– Давай в гостиную пойдем? – предложил он.
Нина кивнула.
Едва они оказались в гостиной, она сразу же встала около окна и оперлась ладонями на подоконник. Платье ее задралось и обнажило ноги чуть выше, чем это допускали правила приличия. Никита отвел взгляд. Она это сделала не специально, он понимал и не хотел сводить свои чувства к чему-то вот такому примитивному… Слова в голове вертелись совсем другие, а сказать не выходило. Не мог. Просто не мог. Не потому, что не хотел, не выходило никак. Как-то в школе, на уроке он случайно отвлекся от болтовни с Жекой и услышал учителя. Рассказывали о Пушкине, точнее, об одном из его стихотворений. Никита тогда уловил такие слова: «Чистейшей прелести чистейший образец» – и почему-то запомнил. Потом всем девчонкам, какие у него были, он на ушко шептал одну и ту же фразу из Пушкина, а они улыбались, спрашивали, где это он научился так красиво говорить, и влюблялись. Но Нине… Нине такое не скажешь. Нет… Она сразу все поймет. Да и не сомневался он, что она Пушкина читала. А сказать что-то такое… этакое… очень хотелось. Не для того, чтобы очаровать и влюбить, а потому что ей не хотелось говорить простое: «Красивая, нравишься мне». Он все еще хорошо помнил, что не оценила она такой комплимент. Он всем сердцем чувствовал, что она для него стала «чистейшей прелести чистейшим образцом», но Никита не мог подобрать нечто такое же искреннее и достойное Нины. Впервые в жизни Никита пожалел, что так мало читал. Может быть, если бы он хоть две-три книжки из тех, что давали в школе, прочел, то не так сложно ему бы было сейчас выразить все свои светлые чувства.
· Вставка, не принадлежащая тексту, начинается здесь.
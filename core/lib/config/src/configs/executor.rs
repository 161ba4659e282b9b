use std::time::Duration;

use serde::{Deserialize, Serialize};

/// Configuration for the verifier bridge and its remote executors.
#[derive(Debug, Deserialize, Serialize, Clone, PartialEq)]
pub struct ExecutorConfig {
    /// Prover endpoints, tried round-robin.
    pub executor_urls: Vec<String>,

    /// Treat any executor disagreement as fatal instead of unwinding.
    pub executor_strict_mode: bool,

    /// Per-request timeout.
    /// Value in milliseconds.
    pub executor_request_timeout_ms: u64,

    /// Upper bound on concurrently outstanding verification requests.
    pub executor_max_concurrent_requests: u32,

    /// Send full witnesses rather than trimmed ones.
    pub witness_full: bool,
}

impl ExecutorConfig {
    pub fn request_timeout(&self) -> Duration {
        Duration::from_millis(self.executor_request_timeout_ms)
    }
}

impl ExecutorConfig {
    /// Creates a mock configuration object suitable for unit tests.
    pub fn for_tests() -> Self {
        Self {
            executor_urls: vec!["http://localhost:50071".to_string()],
            executor_strict_mode: false,
            executor_request_timeout_ms: 5_000,
            executor_max_concurrent_requests: 4,
            witness_full: false,
        }
    }
}
use cdk_basic_types::L2BlockNumber;
use cdk_dal::{ConnectionPool, CoreDal};

use crate::stage::Stage;

#[derive(Debug)]
pub struct StagedSync {
    pool: ConnectionPool,
    stages: Vec<Box<dyn Stage>>,
}

impl StagedSync {
    pub fn new(pool: ConnectionPool, stages: Vec<Box<dyn Stage>>) -> Self {
        Self { pool, stages }
    }

    /// One forward sweep, bottom-up. Each stage starts from its persisted
    /// progress; the new progress is persisted before the next stage runs.
    pub async fn run_once(&mut self) -> anyhow::Result<()> {
        for stage in &mut self.stages {
            let mut storage = self.pool.connection_tagged("staged_sync").await?;
            let from = storage
                .sync_dal()
                .get_stage_progress(stage.id().as_str())
                .await?
                .unwrap_or(L2BlockNumber(0));
            let to = stage.forward(&mut storage, from).await?;
            if to != from {
                tracing::info!(stage = %stage.id(), %from, %to, "stage advanced");
            }
            storage
                .sync_dal()
                .set_stage_progress(stage.id().as_str(), to)
                .await?;
            storage.commit().await?;
        }
        Ok(())
    }

    /// Unwinds every stage to `target`, in reverse stage order, clamping the
    /// persisted progress as it goes.
    pub async fn unwind_to(&mut self, target: L2BlockNumber) -> anyhow::Result<()> {
        for stage in self.stages.iter_mut().rev() {
            let mut storage = self.pool.connection_tagged("staged_sync").await?;
            let progress = storage
                .sync_dal()
                .get_stage_progress(stage.id().as_str())
                .await?
                .unwrap_or(L2BlockNumber(0));
            if progress > target {
                tracing::info!(stage = %stage.id(), %progress, %target, "stage unwinding");
                stage.unwind(&mut storage, target).await?;
                storage
                    .sync_dal()
                    .set_stage_progress(stage.id().as_str(), target)
                    .await?;
            }
            storage.commit().await?;
        }
        Ok(())
    }

    /// Prunes every stage below `keep_from`, bottom-up.
    pub async fn prune(&mut self, keep_from: L2BlockNumber) -> anyhow::Result<()> {
        for stage in &mut self.stages {
            let mut storage = self.pool.connection_tagged("staged_sync").await?;
            stage.prune(&mut storage, keep_from).await?;
            storage.commit().await?;
        }
        Ok(())
    }
}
Нина заправила прядь за ухо и посмотрела на него.
– Так вот, я… – начал он наконец, но, взмахнув рукой, задел книгу, лежащую на столе. Она упала на пол и раскрылась. – Вот я осел! Извини, это ведь та, которую ты читала? – он присел и замер.
Из книги выпала фотография, которую Нина использовала в качестве закладки, чтобы как можно чаще любоваться ею.
Нина удивилась, как в один миг Никита переменился. На пол присаживался робкий мальчик, который целых пятнадцать минут собирался с силами, чтобы сказать ей что-то важное, а встал суровый молодой человек, нахмурив брови и сжав челюсть. Он положил книгу на стол и направился к выходу. Нина удивленно смотрела ему вслед и ничего не понимала. Вдруг, вспомнив и едва слышно вскрикнув, она раскрыла книгу и посмотрела на фотографию, которую еще в начале лета целовала каждый вечер перед сном. Божья коровка, Филина ладонь у Нининого лица… Нет, нет! Он ведь подумал…
– Никита! – услышала она в прихожей дедушкин голос. – А ты какими судьбами? Я сегодня никуда не собирался…
– Да, – прозвучал спокойный ответ, – я совсем забыл… Дни перепутал. Пришел. Потом вспомнил.
– Ну, раз пришел, может, пообедаешь с нами?
Нина подошла к дверному проему, затаив дыхание. Если бы только он остался… Но что бы она сделала? Стала бы объяснять, что все не так, как он подумал? И как начать это объяснение, ведь все, что происходит между ними, можно уловить пока только на уровне ощущений, эмоций, догадок, почти никаких важных слов еще не было произнесено, чтобы давать какие-то объяснения.
– Спасибо за приглашение, но у меня еще куча дел дома.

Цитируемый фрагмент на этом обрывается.